Wang was transferred from Chekiang to Shanghai by 1951, and in that year he was named a member of the Shanghai Finance and Economics Committee. The only other press reports about Wang during this period both occurred in November 1951 when Jie attended the fourth ECMAC meeting and spoke on increasing production at a meeting of the ECMAC Industry Department, of which he was the head.
In August 1952 several new ministries were formed under the national government, one of them the First Ministry of Machine Building, a ministry created from sections of the Ministry of Heavy Industry. Wang was named as a viceminister, and although this ministry has subsequently undergone a series of reorganizations he has remained in his post. Wang made his first trip abroad as a member of the important group led by Chou En-lai to Moscow for the negotiations of August-September 1952, which led to the return of the Chinese Changchun (Manchuria) Railway to China and the extension of the term of joint use of Port Arthur as a naval base.
In addition to his negotiations with foreign technical specialists, Wang assumed other posts and engaged in other important activities dating from the mid-1950’s. He served from November 1953 as a member of the Standing Committee of the First Executive Committee of the AllChina Federation of Industry and Commerce (ACFIC), an organization established to foster greater participation from the men who were China’s foremost industrialists and merchants in the pre-1949 period. In all such organizations the CCP has placed its own men, the selection of Wang for such a post probably rested on his technical background. Nonetheless, when the Second Executive Committee of the ACFIC was formed in December 1956 he was dropped from membership. From 1954 Wang has also been a senior oflBcial of the China Mechanical Engineering Society, he was named as a vice-chairman at the society's second congress in August 1954 and was then promoted to chairman in 1962, a post he continues to hold. This is one of a number of learned societies subordinate to the China Scientific and Technical Association, of which Wang has been a member of the National Committee since its reorganization in September 1958.

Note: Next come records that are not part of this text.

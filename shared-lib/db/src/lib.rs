//! MySQL settings and connection pooling for the account store.

mod config;
mod pool;

pub use config::DbConfig;
pub use pool::{create_pool, health_check, pool_options, DbPool};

Wang was also reported from time to time in the mid-1950’s to be working with trade unions and “advanced” workers. For example, he attended the First National Congress of the First Machine Building Trade Union in August 1955 and gave a report before the National Conference of Outstanding Workers in the Machine Building Industry the following April.

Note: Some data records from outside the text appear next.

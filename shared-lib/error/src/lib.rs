//! Common error types for the church API workspace.
//!
//! This crate provides unified error handling across the auth library,
//! the account service and the HTTP surface.

use serde::{Deserialize, Serialize};
use thiserror::Error;

/// Application-level errors.
#[derive(Debug, Error)]
pub enum AppError {
    #[error("Authentication error: {0}")]
    Auth(#[from] AuthError),

    #[error("Database error: {0}")]
    Database(#[from] DatabaseError),

    #[error("Validation error: {0}")]
    Validation(String),

    #[error("Not found: {0}")]
    NotFound(String),

    #[error("Conflict: {0}")]
    Conflict(String),

    #[error("Internal error: {0}")]
    Internal(String),
}

impl AppError {
    /// HTTP status code this error should be rendered with.
    pub fn status_code(&self) -> u16 {
        match self {
            AppError::Auth(err) => err.status_code(),
            AppError::Database(DatabaseError::NotFound) => 404,
            AppError::Database(DatabaseError::DuplicateEntry(_)) => 409,
            AppError::Database(_) => 500,
            AppError::Validation(_) => 400,
            AppError::NotFound(_) => 404,
            AppError::Conflict(_) => 409,
            AppError::Internal(_) => 500,
        }
    }
}

/// Authentication and authorization errors.
#[derive(Debug, Error, Clone, PartialEq, Eq)]
pub enum AuthError {
    #[error("Invalid credentials")]
    InvalidCredentials,

    #[error("Malformed identity")]
    MalformedIdentity,

    #[error("Invalid token")]
    InvalidToken,

    #[error("Token expired")]
    TokenExpired,

    #[error("Token creation failed")]
    TokenCreationFailed,

    #[error("Unauthorized")]
    Unauthorized,

    #[error("Forbidden")]
    Forbidden,

    #[error("Account disabled")]
    AccountDisabled,
}

impl AuthError {
    /// HTTP status code for this error.
    pub fn status_code(&self) -> u16 {
        match self {
            AuthError::Forbidden => 403,
            AuthError::TokenCreationFailed => 500,
            _ => 401,
        }
    }
}

/// Database-related errors.
#[derive(Debug, Error)]
pub enum DatabaseError {
    #[error("Connection failed: {0}")]
    ConnectionFailed(String),

    #[error("Query failed: {0}")]
    QueryFailed(String),

    #[error("Record not found")]
    NotFound,

    #[error("Duplicate entry: {0}")]
    DuplicateEntry(String),

    #[error("Transaction failed: {0}")]
    TransactionFailed(String),
}

/// Error response for API clients.
#[derive(Debug, Serialize, Deserialize)]
pub struct ErrorResponse {
    /// Error code for programmatic handling
    pub code: String,
    /// Human-readable error message
    pub message: String,
    /// Optional additional details
    #[serde(skip_serializing_if = "Option::is_none")]
    pub details: Option<String>,
}

impl ErrorResponse {
    /// Create a new error response.
    pub fn new(code: impl Into<String>, message: impl Into<String>) -> Self {
        Self {
            code: code.into(),
            message: message.into(),
            details: None,
        }
    }

    /// Add details to the error response.
    pub fn with_details(mut self, details: impl Into<String>) -> Self {
        self.details = Some(details.into());
        self
    }
}

impl From<&AuthError> for ErrorResponse {
    fn from(err: &AuthError) -> Self {
        let (code, message) = match err {
            AuthError::InvalidCredentials => ("AUTH_INVALID_CREDENTIALS", "Invalid credentials"),
            AuthError::MalformedIdentity => ("AUTH_MALFORMED_IDENTITY", "Invalid token format"),
            AuthError::InvalidToken => ("AUTH_INVALID_TOKEN", "Invalid token"),
            AuthError::TokenExpired => ("AUTH_TOKEN_EXPIRED", "Token has expired"),
            AuthError::TokenCreationFailed => ("AUTH_TOKEN_CREATION_FAILED", "Failed to create token"),
            AuthError::Unauthorized => ("AUTH_UNAUTHORIZED", "Unauthorized"),
            AuthError::Forbidden => ("AUTH_FORBIDDEN", "Admins only"),
            AuthError::AccountDisabled => ("AUTH_ACCOUNT_DISABLED", "Account is disabled"),
        };
        Self::new(code, message)
    }
}

impl From<&DatabaseError> for ErrorResponse {
    fn from(err: &DatabaseError) -> Self {
        let (code, message) = match err {
            DatabaseError::ConnectionFailed(_) => ("DB_CONNECTION_FAILED", "Database connection failed"),
            DatabaseError::QueryFailed(_) => ("DB_QUERY_FAILED", "Database query failed"),
            DatabaseError::NotFound => ("DB_NOT_FOUND", "Record not found"),
            DatabaseError::DuplicateEntry(_) => ("DB_DUPLICATE_ENTRY", "Duplicate entry"),
            DatabaseError::TransactionFailed(_) => ("DB_TRANSACTION_FAILED", "Transaction failed"),
        };
        Self::new(code, message)
    }
}

impl From<&AppError> for ErrorResponse {
    fn from(err: &AppError) -> Self {
        match err {
            AppError::Auth(e) => e.into(),
            AppError::Database(e) => e.into(),
            AppError::Validation(msg) => Self::new("VALIDATION_ERROR", msg.clone()),
            AppError::NotFound(msg) => Self::new("NOT_FOUND", msg.clone()),
            AppError::Conflict(msg) => Self::new("CONFLICT", msg.clone()),
            // Internal details stay in the logs.
            AppError::Internal(_) => Self::new("INTERNAL_ERROR", "Internal server error"),
        }
    }
}

/// Result type alias using AppError.
pub type Result<T> = std::result::Result<T, AppError>;

#[cfg(test)]
mod tests {
    use super::*;

    #[test]
    fn test_auth_status_codes() {
        assert_eq!(AppError::from(AuthError::Forbidden).status_code(), 403);
        assert_eq!(AppError::from(AuthError::Unauthorized).status_code(), 401);
        assert_eq!(AppError::from(AuthError::MalformedIdentity).status_code(), 401);
        assert_eq!(AppError::from(AuthError::TokenCreationFailed).status_code(), 500);
    }

    #[test]
    fn test_database_status_codes() {
        assert_eq!(AppError::from(DatabaseError::NotFound).status_code(), 404);
        assert_eq!(
            AppError::from(DatabaseError::DuplicateEntry("username".into())).status_code(),
            409
        );
        assert_eq!(
            AppError::from(DatabaseError::QueryFailed("boom".into())).status_code(),
            500
        );
    }

    #[test]
    fn test_internal_details_are_hidden() {
        let err = AppError::Internal("connection string leaked".to_string());
        let body = ErrorResponse::from(&err);
        assert_eq!(body.code, "INTERNAL_ERROR");
        assert!(!body.message.contains("leaked"));
        assert!(body.details.is_none());
    }

    #[test]
    fn test_forbidden_body() {
        let body = ErrorResponse::from(&AppError::Auth(AuthError::Forbidden));
        assert_eq!(body.code, "AUTH_FORBIDDEN");
        assert_eq!(body.message, "Admins only");
    }
}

In response to China's growing interest in foreign trade and aid, a Bureau for Economic Relations with Foreign Countries was formed in 1960 under the State Council. Four years later this was raised to a commission, and not long after Wang was named (October 1964) as a vice-chairman under Fang I, a Central Committee alternate and specialist in aid and trade matters. If this commission parallels a similar one in the Soviet Union it will concentrate on aid programs as opposed to trade which is handled by the Ministry of Foreign Trade. Still another indication of Wang's increasing ties with affairs abroad came in December 1964 when he was named as a member of the Fourth National Committee of the CPPCC as a representative of “peace and friendship association with foreign countries”.
Beginning in 1953, Peking established joint committees with each of the other bloc nations to facilitate scientific liaison. For example, the “Sino-Czech Joint Committee for Scientific and Technical Cooperation” was formed in 1953. These committees have met approximately every six months, with the site alternating between Peking and the other capitals in the bloc. Wang has been the key Chinese official (“chairman of the Chinese side”) on the joint committees for Sino-Czech and Sino-East German liaison. In this role he has signed agreements, which typically provide for such things as the exchange of blueprints or personnel, in the following years and cities. June 1953: Peking-Czechoslovakia; October 1953: Berlin-East Germany; June 1954: Peking_East Germany; July 1958: Berlin-East Germany; August 1958: Prague-Czechoslovakia; May 1959: Peking-Czechoslovakia, April 1960: Peking-East Germany, February 1961: Prague- Czechoslovakia, July 1962: Peking-Czechoslo- vakia and Prague-Czechoslovakia.